What this task involves
How many lines of the listing below hold the word "AmiRequiresRegion"? Answer with the number alone.

The data
============

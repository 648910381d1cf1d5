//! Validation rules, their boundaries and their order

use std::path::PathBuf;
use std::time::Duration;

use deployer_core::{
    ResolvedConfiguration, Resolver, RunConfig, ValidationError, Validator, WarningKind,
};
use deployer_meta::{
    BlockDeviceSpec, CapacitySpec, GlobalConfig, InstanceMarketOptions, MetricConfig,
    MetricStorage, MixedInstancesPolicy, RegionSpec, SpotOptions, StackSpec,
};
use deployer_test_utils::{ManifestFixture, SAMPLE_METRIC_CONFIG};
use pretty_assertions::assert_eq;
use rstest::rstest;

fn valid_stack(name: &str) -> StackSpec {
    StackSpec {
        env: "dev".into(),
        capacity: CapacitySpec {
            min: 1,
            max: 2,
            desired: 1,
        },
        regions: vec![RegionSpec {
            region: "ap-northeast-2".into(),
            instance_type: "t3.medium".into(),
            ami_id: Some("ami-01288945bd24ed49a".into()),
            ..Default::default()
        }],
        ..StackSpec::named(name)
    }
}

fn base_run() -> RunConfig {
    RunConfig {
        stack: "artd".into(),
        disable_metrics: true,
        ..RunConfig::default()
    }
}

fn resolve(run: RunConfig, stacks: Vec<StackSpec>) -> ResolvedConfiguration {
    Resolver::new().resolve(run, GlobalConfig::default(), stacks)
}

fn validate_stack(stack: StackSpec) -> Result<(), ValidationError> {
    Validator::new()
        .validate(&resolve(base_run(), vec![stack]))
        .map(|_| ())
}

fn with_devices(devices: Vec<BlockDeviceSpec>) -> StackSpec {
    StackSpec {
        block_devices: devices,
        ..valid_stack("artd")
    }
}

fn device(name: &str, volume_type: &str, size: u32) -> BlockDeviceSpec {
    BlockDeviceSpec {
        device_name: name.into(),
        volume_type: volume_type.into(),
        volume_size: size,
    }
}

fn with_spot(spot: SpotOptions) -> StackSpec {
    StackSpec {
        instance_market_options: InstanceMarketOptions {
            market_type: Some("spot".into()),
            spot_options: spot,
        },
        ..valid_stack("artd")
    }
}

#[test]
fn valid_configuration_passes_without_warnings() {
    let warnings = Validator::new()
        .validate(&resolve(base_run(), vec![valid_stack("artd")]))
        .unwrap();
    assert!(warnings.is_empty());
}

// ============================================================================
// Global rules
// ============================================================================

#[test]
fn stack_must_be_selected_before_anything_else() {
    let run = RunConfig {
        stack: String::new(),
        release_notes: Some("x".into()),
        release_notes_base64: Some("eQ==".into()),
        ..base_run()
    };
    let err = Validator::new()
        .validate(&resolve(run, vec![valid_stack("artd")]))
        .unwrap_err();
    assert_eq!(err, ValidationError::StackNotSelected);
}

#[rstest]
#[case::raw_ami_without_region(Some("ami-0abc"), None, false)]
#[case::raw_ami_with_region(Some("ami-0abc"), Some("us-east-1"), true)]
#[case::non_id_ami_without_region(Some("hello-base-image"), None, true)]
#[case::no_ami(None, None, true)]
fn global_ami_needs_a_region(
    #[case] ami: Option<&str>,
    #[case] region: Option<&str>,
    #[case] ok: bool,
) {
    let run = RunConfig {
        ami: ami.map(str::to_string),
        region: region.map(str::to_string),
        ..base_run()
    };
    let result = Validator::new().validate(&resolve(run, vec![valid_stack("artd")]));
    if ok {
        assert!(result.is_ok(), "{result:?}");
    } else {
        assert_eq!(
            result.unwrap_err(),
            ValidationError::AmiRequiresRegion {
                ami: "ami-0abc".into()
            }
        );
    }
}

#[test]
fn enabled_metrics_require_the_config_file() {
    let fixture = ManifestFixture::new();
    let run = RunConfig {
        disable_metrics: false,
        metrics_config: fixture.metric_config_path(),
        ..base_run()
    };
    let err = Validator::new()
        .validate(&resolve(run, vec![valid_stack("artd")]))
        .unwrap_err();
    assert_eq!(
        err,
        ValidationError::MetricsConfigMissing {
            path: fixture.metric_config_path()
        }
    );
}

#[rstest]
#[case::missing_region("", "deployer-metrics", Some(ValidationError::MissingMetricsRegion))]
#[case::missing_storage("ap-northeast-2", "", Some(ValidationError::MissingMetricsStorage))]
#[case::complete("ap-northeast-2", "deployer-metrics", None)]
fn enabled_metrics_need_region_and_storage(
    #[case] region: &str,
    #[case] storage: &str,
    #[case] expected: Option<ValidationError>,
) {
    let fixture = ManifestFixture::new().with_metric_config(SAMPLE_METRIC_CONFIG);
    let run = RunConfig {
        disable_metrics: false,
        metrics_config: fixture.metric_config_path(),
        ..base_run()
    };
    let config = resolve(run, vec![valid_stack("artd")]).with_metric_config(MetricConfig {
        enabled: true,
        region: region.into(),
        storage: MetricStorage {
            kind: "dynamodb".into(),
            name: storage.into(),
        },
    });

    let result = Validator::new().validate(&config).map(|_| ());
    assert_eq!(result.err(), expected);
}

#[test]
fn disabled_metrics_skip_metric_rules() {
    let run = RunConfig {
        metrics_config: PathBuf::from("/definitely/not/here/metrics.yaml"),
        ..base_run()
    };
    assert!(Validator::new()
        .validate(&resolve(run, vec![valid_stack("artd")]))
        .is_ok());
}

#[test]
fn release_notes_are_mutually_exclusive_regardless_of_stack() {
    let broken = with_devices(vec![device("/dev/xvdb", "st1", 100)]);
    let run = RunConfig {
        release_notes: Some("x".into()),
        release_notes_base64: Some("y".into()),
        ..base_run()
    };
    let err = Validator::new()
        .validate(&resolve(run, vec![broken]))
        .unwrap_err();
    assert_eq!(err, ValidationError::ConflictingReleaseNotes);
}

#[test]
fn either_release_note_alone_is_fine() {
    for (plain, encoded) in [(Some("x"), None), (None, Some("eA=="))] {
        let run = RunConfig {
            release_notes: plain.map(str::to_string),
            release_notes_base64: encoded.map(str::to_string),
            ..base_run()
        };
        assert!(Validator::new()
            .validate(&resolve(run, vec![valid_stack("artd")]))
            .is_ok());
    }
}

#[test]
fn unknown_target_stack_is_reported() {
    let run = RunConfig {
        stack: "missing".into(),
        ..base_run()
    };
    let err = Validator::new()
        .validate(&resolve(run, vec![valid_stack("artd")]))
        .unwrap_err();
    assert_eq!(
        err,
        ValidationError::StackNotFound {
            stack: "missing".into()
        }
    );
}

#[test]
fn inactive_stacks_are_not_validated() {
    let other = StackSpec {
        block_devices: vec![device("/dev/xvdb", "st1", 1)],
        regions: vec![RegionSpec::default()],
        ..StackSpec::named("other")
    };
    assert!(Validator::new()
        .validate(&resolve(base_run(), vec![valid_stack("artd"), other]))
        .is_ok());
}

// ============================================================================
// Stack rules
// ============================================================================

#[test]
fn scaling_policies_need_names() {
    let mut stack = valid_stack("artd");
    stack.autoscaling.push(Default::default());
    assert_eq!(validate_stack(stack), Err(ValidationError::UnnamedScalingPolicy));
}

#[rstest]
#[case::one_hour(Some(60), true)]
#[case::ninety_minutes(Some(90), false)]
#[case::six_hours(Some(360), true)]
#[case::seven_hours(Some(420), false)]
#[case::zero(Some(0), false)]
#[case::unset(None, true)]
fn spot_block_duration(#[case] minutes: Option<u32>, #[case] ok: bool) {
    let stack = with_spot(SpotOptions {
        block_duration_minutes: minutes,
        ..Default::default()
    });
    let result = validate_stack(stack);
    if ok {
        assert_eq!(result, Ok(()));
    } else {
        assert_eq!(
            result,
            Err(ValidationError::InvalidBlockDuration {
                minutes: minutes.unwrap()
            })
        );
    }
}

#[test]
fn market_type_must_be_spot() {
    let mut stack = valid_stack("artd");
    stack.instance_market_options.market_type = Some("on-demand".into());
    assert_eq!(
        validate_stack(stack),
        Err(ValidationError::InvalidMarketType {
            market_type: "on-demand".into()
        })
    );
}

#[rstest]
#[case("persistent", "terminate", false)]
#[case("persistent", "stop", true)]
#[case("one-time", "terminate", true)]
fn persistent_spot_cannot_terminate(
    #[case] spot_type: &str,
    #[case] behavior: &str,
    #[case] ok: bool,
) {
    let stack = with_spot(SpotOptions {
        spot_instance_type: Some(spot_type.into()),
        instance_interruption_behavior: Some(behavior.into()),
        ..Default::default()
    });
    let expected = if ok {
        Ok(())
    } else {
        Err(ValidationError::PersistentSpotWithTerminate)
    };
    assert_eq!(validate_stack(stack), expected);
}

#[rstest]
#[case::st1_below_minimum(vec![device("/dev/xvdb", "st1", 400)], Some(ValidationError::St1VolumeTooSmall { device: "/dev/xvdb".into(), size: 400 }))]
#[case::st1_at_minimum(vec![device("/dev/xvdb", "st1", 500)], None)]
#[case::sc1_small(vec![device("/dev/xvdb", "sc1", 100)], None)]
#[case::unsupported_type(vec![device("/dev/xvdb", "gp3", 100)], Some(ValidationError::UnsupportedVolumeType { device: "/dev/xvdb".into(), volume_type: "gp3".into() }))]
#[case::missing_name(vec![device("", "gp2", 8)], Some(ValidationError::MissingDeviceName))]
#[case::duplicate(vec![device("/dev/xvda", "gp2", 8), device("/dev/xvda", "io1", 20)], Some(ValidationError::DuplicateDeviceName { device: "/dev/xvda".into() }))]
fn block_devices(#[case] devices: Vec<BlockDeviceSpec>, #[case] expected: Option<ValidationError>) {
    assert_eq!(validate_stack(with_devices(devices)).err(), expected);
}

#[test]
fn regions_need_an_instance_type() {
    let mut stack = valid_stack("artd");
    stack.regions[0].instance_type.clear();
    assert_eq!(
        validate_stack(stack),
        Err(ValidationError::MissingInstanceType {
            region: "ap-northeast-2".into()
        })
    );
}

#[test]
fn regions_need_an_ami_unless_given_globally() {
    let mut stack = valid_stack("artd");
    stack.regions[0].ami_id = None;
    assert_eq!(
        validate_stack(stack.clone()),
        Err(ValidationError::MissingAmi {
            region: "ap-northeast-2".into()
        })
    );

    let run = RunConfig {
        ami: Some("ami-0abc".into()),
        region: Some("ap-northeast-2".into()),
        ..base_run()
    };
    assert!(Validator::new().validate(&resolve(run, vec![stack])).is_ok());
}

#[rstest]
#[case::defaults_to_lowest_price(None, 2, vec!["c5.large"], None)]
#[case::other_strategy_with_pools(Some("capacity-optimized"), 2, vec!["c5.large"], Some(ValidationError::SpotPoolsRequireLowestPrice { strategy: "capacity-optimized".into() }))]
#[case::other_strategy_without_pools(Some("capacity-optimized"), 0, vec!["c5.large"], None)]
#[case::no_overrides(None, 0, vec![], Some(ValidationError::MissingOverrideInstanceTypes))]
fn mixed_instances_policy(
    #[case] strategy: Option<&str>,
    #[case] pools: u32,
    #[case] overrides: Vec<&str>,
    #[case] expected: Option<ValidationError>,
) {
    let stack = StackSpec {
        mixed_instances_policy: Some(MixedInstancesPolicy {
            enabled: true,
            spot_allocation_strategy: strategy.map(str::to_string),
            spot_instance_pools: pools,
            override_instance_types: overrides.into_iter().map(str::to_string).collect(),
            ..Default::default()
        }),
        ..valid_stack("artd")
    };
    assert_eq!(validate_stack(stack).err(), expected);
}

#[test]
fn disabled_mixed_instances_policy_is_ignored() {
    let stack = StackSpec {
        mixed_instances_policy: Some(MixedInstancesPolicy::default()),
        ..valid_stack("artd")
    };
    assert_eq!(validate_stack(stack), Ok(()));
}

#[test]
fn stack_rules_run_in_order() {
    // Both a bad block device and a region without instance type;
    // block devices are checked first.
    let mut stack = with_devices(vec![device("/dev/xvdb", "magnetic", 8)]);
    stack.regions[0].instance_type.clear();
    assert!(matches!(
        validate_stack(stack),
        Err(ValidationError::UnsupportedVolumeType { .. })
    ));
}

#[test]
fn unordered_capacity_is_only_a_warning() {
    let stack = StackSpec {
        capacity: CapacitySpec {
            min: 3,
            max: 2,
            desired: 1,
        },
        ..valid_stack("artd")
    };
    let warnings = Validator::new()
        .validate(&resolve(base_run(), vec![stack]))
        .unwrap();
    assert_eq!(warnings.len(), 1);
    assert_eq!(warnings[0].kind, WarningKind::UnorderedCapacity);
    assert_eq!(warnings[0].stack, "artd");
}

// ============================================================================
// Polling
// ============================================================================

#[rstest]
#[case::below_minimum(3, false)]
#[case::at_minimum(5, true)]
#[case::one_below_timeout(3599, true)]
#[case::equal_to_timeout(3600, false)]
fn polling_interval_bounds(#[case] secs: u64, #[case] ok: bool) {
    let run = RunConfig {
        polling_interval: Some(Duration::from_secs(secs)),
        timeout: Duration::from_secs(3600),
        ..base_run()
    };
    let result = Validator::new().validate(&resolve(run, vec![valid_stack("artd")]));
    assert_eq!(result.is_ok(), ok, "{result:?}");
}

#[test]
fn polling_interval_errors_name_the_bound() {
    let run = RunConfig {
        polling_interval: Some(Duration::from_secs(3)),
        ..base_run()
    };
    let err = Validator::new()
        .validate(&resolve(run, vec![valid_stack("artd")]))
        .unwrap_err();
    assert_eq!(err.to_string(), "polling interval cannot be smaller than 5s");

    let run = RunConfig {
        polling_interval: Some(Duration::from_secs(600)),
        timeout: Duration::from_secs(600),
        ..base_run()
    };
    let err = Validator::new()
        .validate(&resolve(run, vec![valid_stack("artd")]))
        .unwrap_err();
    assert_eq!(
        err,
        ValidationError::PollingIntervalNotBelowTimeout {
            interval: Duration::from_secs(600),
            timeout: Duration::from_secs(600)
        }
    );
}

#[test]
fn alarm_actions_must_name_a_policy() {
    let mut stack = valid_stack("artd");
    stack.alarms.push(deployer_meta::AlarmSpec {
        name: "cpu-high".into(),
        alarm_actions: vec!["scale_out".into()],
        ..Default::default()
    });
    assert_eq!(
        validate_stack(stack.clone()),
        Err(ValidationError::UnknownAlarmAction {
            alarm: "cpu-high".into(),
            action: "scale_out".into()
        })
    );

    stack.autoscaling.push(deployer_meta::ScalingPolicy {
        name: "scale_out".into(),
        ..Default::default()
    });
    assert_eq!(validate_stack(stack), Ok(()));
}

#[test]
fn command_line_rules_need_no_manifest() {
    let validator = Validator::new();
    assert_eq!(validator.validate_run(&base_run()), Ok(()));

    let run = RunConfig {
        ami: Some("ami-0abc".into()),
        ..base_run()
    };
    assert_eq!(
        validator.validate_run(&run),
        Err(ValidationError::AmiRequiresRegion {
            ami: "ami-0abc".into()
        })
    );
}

============

Solution to the problem
2